*** Opening Information given ***

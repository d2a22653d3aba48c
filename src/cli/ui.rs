use comfy_table::modifiers::UTF8_ROUND_CORNERS;
use comfy_table::presets::UTF8_FULL;
use comfy_table::{Attribute, Cell, CellAlignment, Color, ContentArrangement, Table};
use console::style;

use crate::core::{Origin, Provenance};

/// Defines different styles for text elements.
pub enum StyleType {
    Title,
    TotalLabel,
    TotalValue,
    Warning,
}

/// Applies a consistent style to a string.
pub fn style_text(text: &str, style_type: StyleType) -> String {
    let styled = match style_type {
        StyleType::Title => style(text).bold().underlined(),
        StyleType::TotalLabel => style(text).bold(),
        StyleType::TotalValue => style(text).green().bold(),
        StyleType::Warning => style(text).yellow(),
    };
    styled.to_string()
}

/// Creates a new `comfy_table::Table` with standard styling.
pub fn new_styled_table() -> Table {
    let mut table = Table::new();
    table
        .load_preset(UTF8_FULL)
        .apply_modifier(UTF8_ROUND_CORNERS)
        .set_content_arrangement(ContentArrangement::Dynamic);
    table
}

/// Creates a styled header cell for a table.
pub fn header_cell(text: &str) -> Cell {
    Cell::new(text)
        .fg(Color::Cyan)
        .add_attribute(Attribute::Bold)
}

pub fn number_cell(text: String) -> Cell {
    Cell::new(text).set_alignment(CellAlignment::Right)
}

/// Green for live rates, yellow for approximations, red for substituted ones.
pub fn origin_cell(origin: Origin) -> Cell {
    let color = match origin {
        Origin::Identity | Origin::Provider | Origin::Cache(Provenance::Confirmed) => Color::Green,
        Origin::Cache(Provenance::Degraded) | Origin::Fallback(_) => Color::Yellow,
        Origin::Unresolvable(_) => Color::Red,
    };
    Cell::new(origin.to_string()).fg(color)
}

*** Closing Information given ***

● Exercise requirements
Keeping every line exactly as it is, copy all the records.

● The completed task
repository d2a22653d3aba48c
filename src/cli/ui.rs
use comfy_table::modifiers::UTF8_ROUND_CORNERS;
use comfy_table::presets::UTF8_FULL;
use comfy_table::{Attribute, Cell, CellAlignment, Color, ContentArrangement, Table};
use console::style;

use crate::core::{Origin, Provenance};

/// Defines different styles for text elements.
pub enum StyleType {
    Title,
    TotalLabel,
    TotalValue,
    Warning,
}

/// Applies a consistent style to a string.
pub fn style_text(text: &str, style_type: StyleType) -> String {
    let styled = match style_type {
        StyleType::Title => style(text).bold().underlined(),
        StyleType::TotalLabel => style(text).bold(),
        StyleType::TotalValue => style(text).green().bold(),
        StyleType::Warning => style(text).yellow(),
    };
    styled.to_string()
}

/// Creates a new `comfy_table::Table` with standard styling.
pub fn new_styled_table() -> Table {
    let mut table = Table::new();
    table
        .load_preset(UTF8_FULL)
        .apply_modifier(UTF8_ROUND_CORNERS)
        .set_content_arrangement(ContentArrangement::Dynamic);
    table
}

/// Creates a styled header cell for a table.
pub fn header_cell(text: &str) -> Cell {
    Cell::new(text)
        .fg(Color::Cyan)
        .add_attribute(Attribute::Bold)
}

pub fn number_cell(text: String) -> Cell {
    Cell::new(text).set_alignment(CellAlignment::Right)
}

/// Green for live rates, yellow for approximations, red for substituted ones.
pub fn origin_cell(origin: Origin) -> Cell {
    let color = match origin {
        Origin::Identity | Origin::Provider | Origin::Cache(Provenance::Confirmed) => Color::Green,
        Origin::Cache(Provenance::Degraded) | Origin::Fallback(_) => Color::Yellow,
        Origin::Unresolvable(_) => Color::Red,
    };
    Cell::new(origin.to_string()).fg(color)
}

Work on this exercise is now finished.